• _EXERCISE_: Please report how many lines in these records contain the string "struct", and give nothing besides the number.

(Extracted data entries)
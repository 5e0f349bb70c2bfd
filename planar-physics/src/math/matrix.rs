// Copyright 2025 John Brosnihan
//
// Licensed under the Apache License, Version 2.0 (the "License");
// you may not use this file except in compliance with the License.
// You may obtain a copy of the License at
//
//     http://www.apache.org/licenses/LICENSE-2.0
//
// Unless required by applicable law or agreed to in writing, software
// distributed under the License is distributed on an "AS IS" BASIS,
// WITHOUT WARRANTIES OR CONDITIONS OF ANY KIND, either express or implied.
// See the License for the specific language governing permissions and
// limitations under the License.
//! Small dense matrices for effective-mass computations

use crate::math::{Vec2, Vec3};

/// 3×3 matrix stored by columns
///
/// Constraint effective-mass matrices are symmetric, but nothing here relies
/// on it except the naming of the builder.
#[derive(Debug, Clone, Copy, PartialEq, Default)]
pub struct Mat33 {
    /// First column
    pub ex: Vec3,
    /// Second column
    pub ey: Vec3,
    /// Third column
    pub ez: Vec3,
}

impl Mat33 {
    /// The zero matrix
    pub const ZERO: Mat33 = Mat33 {
        ex: Vec3::ZERO,
        ey: Vec3::ZERO,
        ez: Vec3::ZERO,
    };

    /// Create a matrix from its columns
    pub const fn from_columns(ex: Vec3, ey: Vec3, ez: Vec3) -> Self {
        Mat33 { ex, ey, ez }
    }

    /// Create a symmetric matrix from its upper triangle
    pub fn symmetric(a11: f64, a12: f64, a13: f64, a22: f64, a23: f64, a33: f64) -> Self {
        Mat33 {
            ex: Vec3::new(a11, a12, a13),
            ey: Vec3::new(a12, a22, a23),
            ez: Vec3::new(a13, a23, a33),
        }
    }

    /// Matrix-vector product
    pub fn mul_vec(&self, v: Vec3) -> Vec3 {
        self.ex * v.x + self.ey * v.y + self.ez * v.z
    }

    /// Solve `A * x = b` by Cramer's rule
    ///
    /// Returns `None` when the determinant is zero or not finite. The matrix
    /// is never inverted and cached, so a configuration that is singular this
    /// iteration can become solvable the next.
    pub fn try_solve33(&self, b: Vec3) -> Option<Vec3> {
        let det = self.ex.dot(self.ey.cross(self.ez));
        if det == 0.0 || !det.is_finite() {
            return None;
        }
        let inv_det = 1.0 / det;
        let x = Vec3::new(
            inv_det * b.dot(self.ey.cross(self.ez)),
            inv_det * self.ex.dot(b.cross(self.ez)),
            inv_det * self.ex.dot(self.ey.cross(b)),
        );
        x.is_valid().then_some(x)
    }

    /// Solve `A * x = b`, yielding zero for a singular matrix
    pub fn solve33(&self, b: Vec3) -> Vec3 {
        self.try_solve33(b).unwrap_or(Vec3::ZERO)
    }

    /// Solve `A * x = b` using only the upper-left 2×2 block
    pub fn try_solve22(&self, b: Vec2) -> Option<Vec2> {
        let (a11, a12, a21, a22) = (self.ex.x, self.ey.x, self.ex.y, self.ey.y);
        let det = a11 * a22 - a12 * a21;
        if det == 0.0 || !det.is_finite() {
            return None;
        }
        let inv_det = 1.0 / det;
        let x = Vec2::new(
            inv_det * (a22 * b.x - a12 * b.y),
            inv_det * (a11 * b.y - a21 * b.x),
        );
        x.is_valid().then_some(x)
    }

    /// Solve the upper-left 2×2 block, yielding zero for a singular block
    pub fn solve22(&self, b: Vec2) -> Vec2 {
        self.try_solve22(b).unwrap_or(Vec2::ZERO)
    }
}
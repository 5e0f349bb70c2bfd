// Copyright 2025 John Brosnihan
//
// Licensed under the Apache License, Version 2.0 (the "License");
// you may not use this file except in compliance with the License.
// You may obtain a copy of the License at
//
//     http://www.apache.org/licenses/LICENSE-2.0
//
// Unless required by applicable law or agreed to in writing, software
// distributed under the License is distributed on an "AS IS" BASIS,
// WITHOUT WARRANTIES OR CONDITIONS OF ANY KIND, either express or implied.
// See the License for the specific language governing permissions and
// limitations under the License.
//! Memory pooling for reducing allocation churn
//!
//! The world partitions its bodies into islands every step, and each island
//! needs a scratch buffer for its working copies of bodies. This module
//! provides a thread-safe pool of reusable `Vec` buffers so those
//! allocations are paid once rather than every frame. Buffers are handed out
//! behind an RAII guard that returns them on drop, including from rayon
//! worker threads.

use std::ops::{Deref, DerefMut};
use std::sync::{Arc, Mutex, MutexGuard, PoisonError};

/// Configuration for buffer pool behavior
#[derive(Debug, Clone)]
pub struct PoolConfig {
    /// Initial capacity for each newly allocated buffer
    pub initial_capacity: usize,
    /// Maximum number of idle buffers to keep in the pool
    pub max_pool_size: usize,
    /// Whether to log when the pool has to allocate
    pub log_resize_events: bool,
}

impl Default for PoolConfig {
    fn default() -> Self {
        PoolConfig {
            initial_capacity: 16,
            max_pool_size: 64,
            log_resize_events: false,
        }
    }
}

impl PoolConfig {
    /// Create a new pool configuration with custom settings
    pub fn new(initial_capacity: usize, max_pool_size: usize) -> Self {
        PoolConfig {
            initial_capacity,
            max_pool_size,
            log_resize_events: false,
        }
    }

    /// Enable logging for allocation events
    pub fn with_logging(mut self) -> Self {
        self.log_resize_events = true;
        self
    }
}

/// Statistics for monitoring pool performance
#[derive(Debug, Clone, Default, PartialEq)]
pub struct PoolStats {
    /// Number of times a buffer was successfully borrowed from the pool
    pub hits: usize,
    /// Number of times a new buffer had to be allocated
    pub misses: usize,
    /// Current number of idle buffers in the pool
    pub pool_size: usize,
    /// Peak number of idle buffers ever held
    pub peak_size: usize,
}

impl PoolStats {
    /// Calculate the hit rate as a percentage
    pub fn hit_rate(&self) -> f64 {
        let total = self.hits + self.misses;
        if total == 0 {
            0.0
        } else {
            (self.hits as f64 / total as f64) * 100.0
        }
    }
}

// A poisoned lock only means another thread panicked mid-update; the buffers
// and counters inside are still usable.
fn lock<T>(mutex: &Mutex<T>) -> MutexGuard<'_, T> {
    mutex.lock().unwrap_or_else(PoisonError::into_inner)
}

/// A thread-safe pool of `Vec<T>` buffers
pub struct BufferPool<T> {
    pool: Arc<Mutex<Vec<Vec<T>>>>,
    config: PoolConfig,
    stats: Arc<Mutex<PoolStats>>,
}

impl<T> BufferPool<T> {
    /// Create a new pool with default configuration
    pub fn new() -> Self {
        Self::with_config(PoolConfig::default())
    }

    /// Create a new pool with custom configuration
    pub fn with_config(config: PoolConfig) -> Self {
        BufferPool {
            pool: Arc::new(Mutex::new(Vec::new())),
            config,
            stats: Arc::new(Mutex::new(PoolStats::default())),
        }
    }

    /// Acquire an empty buffer from the pool
    ///
    /// If the pool is empty, allocates a new buffer. The buffer is
    /// automatically returned to the pool when the guard is dropped.
    pub fn acquire(&self) -> PooledBuffer<T> {
        // LOCK ORDERING: Acquire pool lock, get buffer, release lock, then update stats
        let (buffer, was_hit, pool_len) = {
            let mut pool = lock(&self.pool);
            let was_hit = !pool.is_empty();
            let buf = pool
                .pop()
                .unwrap_or_else(|| Vec::with_capacity(self.config.initial_capacity));
            (buf, was_hit, pool.len())
        };

        {
            let mut stats = lock(&self.stats);
            if was_hit {
                stats.hits += 1;
            } else {
                stats.misses += 1;
                if self.config.log_resize_events {
                    log::trace!(
                        "BufferPool: allocating new buffer (hit rate: {:.1}%)",
                        stats.hit_rate()
                    );
                }
            }
            stats.pool_size = pool_len;
        }

        PooledBuffer {
            buffer,
            pool: Arc::clone(&self.pool),
            stats: Arc::clone(&self.stats),
            max_pool_size: self.config.max_pool_size,
        }
    }

    /// Get current pool statistics
    pub fn stats(&self) -> PoolStats {
        lock(&self.stats).clone()
    }

    /// Drop all idle buffers
    pub fn clear(&self) {
        lock(&self.pool).clear();
        lock(&self.stats).pool_size = 0;
    }

    /// Number of idle buffers in the pool
    pub fn len(&self) -> usize {
        lock(&self.pool).len()
    }

    /// Check if the pool holds no idle buffers
    pub fn is_empty(&self) -> bool {
        lock(&self.pool).is_empty()
    }
}

impl<T> Default for BufferPool<T> {
    fn default() -> Self {
        Self::new()
    }
}

impl<T> Clone for BufferPool<T> {
    fn clone(&self) -> Self {
        BufferPool {
            pool: Arc::clone(&self.pool),
            config: self.config.clone(),
            stats: Arc::clone(&self.stats),
        }
    }
}

/// RAII guard for a pooled buffer
///
/// When dropped, the buffer is cleared and returned to the pool.
pub struct PooledBuffer<T> {
    buffer: Vec<T>,
    pool: Arc<Mutex<Vec<Vec<T>>>>,
    stats: Arc<Mutex<PoolStats>>,
    max_pool_size: usize,
}

impl<T> Deref for PooledBuffer<T> {
    type Target = Vec<T>;

    fn deref(&self) -> &Vec<T> {
        &self.buffer
    }
}

impl<T> DerefMut for PooledBuffer<T> {
    fn deref_mut(&mut self) -> &mut Vec<T> {
        &mut self.buffer
    }
}

impl<T> Drop for PooledBuffer<T> {
    fn drop(&mut self) {
        let mut buffer = std::mem::take(&mut self.buffer);
        buffer.clear();
        let mut pool = lock(&self.pool);
        if pool.len() < self.max_pool_size {
            pool.push(buffer);

            let mut stats = lock(&self.stats);
            stats.pool_size = pool.len();
            if stats.pool_size > stats.peak_size {
                stats.peak_size = stats.pool_size;
            }
        }
        // If pool is full, buffer is dropped (deallocated)
    }
}

#[cfg(test)]
mod tests {
    use super::*;

    #[test]
    fn test_pool_config_defaults() {
        let config = PoolConfig::default();
        assert_eq!(config.initial_capacity, 16);
        assert_eq!(config.max_pool_size, 64);
        assert!(!config.log_resize_events);
    }

    #[test]
    fn test_pool_config_custom() {
        let config = PoolConfig::new(128, 4).with_logging();
        assert_eq!(config.initial_capacity, 128);
        assert_eq!(config.max_pool_size, 4);
        assert!(config.log_resize_events);
    }

    #[test]
    fn test_pool_acquire_and_return() {
        let pool: BufferPool<i32> = BufferPool::new();
        assert!(pool.is_empty());

        {
            let mut guard = pool.acquire();
            guard.push(42);
            assert_eq!(guard.len(), 1);
        } // Guard dropped, buffer returned to pool

        assert_eq!(pool.len(), 1);
        let stats = pool.stats();
        assert_eq!(stats.hits, 0);
        assert_eq!(stats.misses, 1);
    }

    #[test]
    fn test_pool_reuse_returns_cleared_buffer() {
        let pool: BufferPool<i32> = BufferPool::new();
        {
            let mut guard = pool.acquire();
            guard.extend([1, 2, 3]);
        }
        {
            let guard = pool.acquire();
            assert!(guard.is_empty());
            assert!(guard.capacity() >= 3);
        }

        let stats = pool.stats();
        assert_eq!(stats.hits, 1);
        assert_eq!(stats.misses, 1);
        assert_eq!(stats.hit_rate(), 50.0);
    }

    #[test]
    fn test_pool_max_size() {
        let pool: BufferPool<i32> = BufferPool::with_config(PoolConfig::new(8, 2));
        {
            let _g1 = pool.acquire();
            let _g2 = pool.acquire();
            let _g3 = pool.acquire();
        }
        assert_eq!(pool.len(), 2);
        assert_eq!(pool.stats().peak_size, 2);
    }

    #[test]
    fn test_pool_concurrent_access() {
        use std::thread;

        let pool: BufferPool<usize> = BufferPool::new();
        let pool_clone = pool.clone();

        let handle = thread::spawn(move || {
            let mut guard = pool_clone.acquire();
            guard.push(1);
        });

        let mut guard = pool.acquire();
        guard.push(2);
        handle.join().unwrap();
        drop(guard);

        assert_eq!(pool.len(), 2);
        assert_eq!(pool.stats().misses + pool.stats().hits, 2);
    }

    #[test]
    fn test_pool_clear() {
        let pool: BufferPool<i32> = BufferPool::new();
        {
            let _g1 = pool.acquire();
            let _g2 = pool.acquire();
        }
        assert_eq!(pool.len(), 2);
        pool.clear();
        assert!(pool.is_empty());
        assert_eq!(pool.stats().pool_size, 0);
    }
}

• _RESPONSE_: 5